Und das 60-seitige Ausstellungsbegleitheft / Katalog , in deutsch, französisch, spanisch und englisch verfügbar, begeistert mich erneut. Darin wird jedes Gemälde, jede Fotografie, Kleid oder Schmuckstück im Kontext vom Leben, Leid und Leidenschaft von Frida Kahlo, ihrer Familie, ihrer Freunde und Liebhaber beschrieben – manches Geheimnis wird gelüftet. Ich habe es mir natürlich gekauft, damit ich auch zuhause nochmal alles nachvollziehen kann, was ich in der Ausstellung vielleicht übersehen haben könnte. Oft ein Anlass für mich, eine Ausstellung ein zweites Mal zu besuchen.   🙂

Ich bin Frau Dr. Remund und Herrn Gehrke sehr dankbar für diese interessante Begleitlektüre und ich bewundere außerordentlich, was hier mit viel Recherche und Ausarbeitung geschaffen wurde.

Natürlich bin ich nicht gegangen, ohne mir eine neues Buch zu leisten – es ist für mich der krönende Abschluss eines wundervollen Erlebnistages im Kunstmuseum Gehrke-Remund in Baden-Baden … unbedingt zur Nachahmung empfohlen!

Das Buch enthält wunderschöne Fotos und die Liebesgeschichte von Frida Kahlo und dem Fotografen Nickolas Muray, den sie nie vergessen wird … so wie ich die wundervolle Ausstellung, die ich heute Besucht habe, nicht vergessen werde.

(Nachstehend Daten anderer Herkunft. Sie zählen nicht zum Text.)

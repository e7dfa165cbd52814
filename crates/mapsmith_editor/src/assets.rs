//! Tile, wall and edge metadata supplied by the asset collaborator
//!
//! The core never decodes textures. It only passes opaque [`TextureHandle`]s
//! through to the per-cell render lists.

use serde::{Deserialize, Serialize};
use std::collections::HashMap;

pub type TileKey = u32;
pub type WallKey = u32;

/// Number of border slots an edge set provides per tile type
pub const EDGE_SLOTS: usize = 12;
/// Number of quadrant textures a wall type provides
pub const WALL_QUADRANTS: usize = 4;

/// Opaque reference to a decoded texture owned by the renderer
#[derive(Debug, Clone, Copy, PartialEq, Eq, Hash, Default, Serialize, Deserialize)]
pub struct TextureHandle(pub u32);

impl TextureHandle {
    /// The no-op texture; never drawn
    pub const NONE: TextureHandle = TextureHandle(0);

    pub fn is_none(&self) -> bool {
        self.0 == 0
    }
}

/// A ground tile type
#[derive(Debug, Clone, Serialize, Deserialize)]
pub struct TileType {
    pub key: TileKey,
    #[serde(default)]
    pub name: String,
    #[serde(default = "default_walkable")]
    pub walkable: bool,
    /// Higher priority terrain paints borders onto lower priority terrain
    #[serde(default)]
    pub edge_priority: i32,
    /// Whether this tile type paints borders at all
    #[serde(default)]
    pub edge_indicator: bool,
    #[serde(default)]
    pub variants: Vec<TextureHandle>,
}

fn default_walkable() -> bool {
    true
}

impl Default for TileType {
    fn default() -> Self {
        Self::new(0, 0, false)
    }
}

impl TileType {
    pub fn new(key: TileKey, edge_priority: i32, edge_indicator: bool) -> Self {
        Self {
            key,
            name: String::new(),
            walkable: true,
            edge_priority,
            edge_indicator,
            variants: Vec::new(),
        }
    }

    pub fn with_variants(mut self, variants: Vec<TextureHandle>) -> Self {
        self.variants = variants;
        self
    }
}

/// A wall type with one texture per quadrant slot
///
/// Slot 0 is drawn for a South-East neighbor, 1 for South, 2 for East.
/// Slot 3 is carried for asset sets that ship a fourth quadrant.
#[derive(Debug, Clone, Default, Serialize, Deserialize)]
pub struct WallType {
    pub key: WallKey,
    #[serde(default)]
    pub name: String,
    pub quadrants: [TextureHandle; WALL_QUADRANTS],
}

impl WallType {
    pub fn new(key: WallKey, quadrants: [TextureHandle; WALL_QUADRANTS]) -> Self {
        Self {
            key,
            name: String::new(),
            quadrants,
        }
    }
}

/// Precomputed border textures for one tile type, indexed by edge slot
#[derive(Debug, Clone, Serialize, Deserialize)]
pub struct EdgeSet {
    pub tile_key: TileKey,
    pub edges: [TextureHandle; EDGE_SLOTS],
}

/// All metadata the resolution engines read
#[derive(Debug, Clone, Default, Serialize, Deserialize)]
pub struct TileCatalog {
    #[serde(default)]
    pub tiles: HashMap<TileKey, TileType>,
    #[serde(default)]
    pub walls: HashMap<WallKey, WallType>,
    #[serde(default)]
    pub edges: Vec<EdgeSet>,
}

impl TileCatalog {
    pub fn new() -> Self {
        Self::default()
    }

    pub fn add_tile(&mut self, tile: TileType) {
        self.tiles.insert(tile.key, tile);
    }

    pub fn add_wall(&mut self, wall: WallType) {
        self.walls.insert(wall.key, wall);
    }

    pub fn add_edge_set(&mut self, edge_set: EdgeSet) {
        self.edges.push(edge_set);
    }

    pub fn tile(&self, key: TileKey) -> Option<&TileType> {
        self.tiles.get(&key)
    }

    pub fn wall(&self, key: WallKey) -> Option<&WallType> {
        self.walls.get(&key)
    }

    pub fn has_tile(&self, key: TileKey) -> bool {
        self.tiles.contains_key(&key)
    }

    pub fn has_wall(&self, key: WallKey) -> bool {
        self.walls.contains_key(&key)
    }

    /// Edge priority of a tile type; unknown keys rank lowest
    pub fn edge_priority(&self, key: TileKey) -> i32 {
        self.tiles.get(&key).map(|t| t.edge_priority).unwrap_or(0)
    }

    pub fn edge_indicator(&self, key: TileKey) -> bool {
        self.tiles.get(&key).map(|t| t.edge_indicator).unwrap_or(false)
    }

    pub fn variant_count(&self, key: TileKey) -> usize {
        self.tiles.get(&key).map(|t| t.variants.len()).unwrap_or(0)
    }

    pub fn tile_texture(&self, key: TileKey, style: u32) -> TextureHandle {
        self.tiles
            .get(&key)
            .and_then(|t| t.variants.get(style as usize))
            .copied()
            .unwrap_or(TextureHandle::NONE)
    }

    /// Border texture for `(tile_key, slot)`; first matching edge set wins
    pub fn edge_texture(&self, tile_key: TileKey, slot: usize) -> TextureHandle {
        self.edges
            .iter()
            .find(|set| set.tile_key == tile_key)
            .and_then(|set| set.edges.get(slot))
            .copied()
            .unwrap_or(TextureHandle::NONE)
    }

    pub fn wall_texture(&self, wall_key: WallKey, quadrant: usize) -> TextureHandle {
        self.walls
            .get(&wall_key)
            .and_then(|w| w.quadrants.get(quadrant))
            .copied()
            .unwrap_or(TextureHandle::NONE)
    }

    pub fn from_json(json: &str) -> Result<Self, crate::EditorError> {
        serde_json::from_str(json).map_err(|e| crate::EditorError::ParseError(e.to_string()))
    }
}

Meinen ganz herzlichen Dank noch an Herrn Gehrke, für die freundliche Begrüßung und die Informationen während des Besuches. Mein Wissen über Frida Kahlo  wurde wieder ein Stückchen erweitert   🙂

Hier noch ein paar Impressionen von den Räumen und der wunderschönen Ausstattung – ich habe mich gefühlt, als stände ich in Mexiko :

Solch eine einzigartige Ausstellung sieht man nicht alle Tage. Also unbedingt besuchen, wer die Gelegenheit hat!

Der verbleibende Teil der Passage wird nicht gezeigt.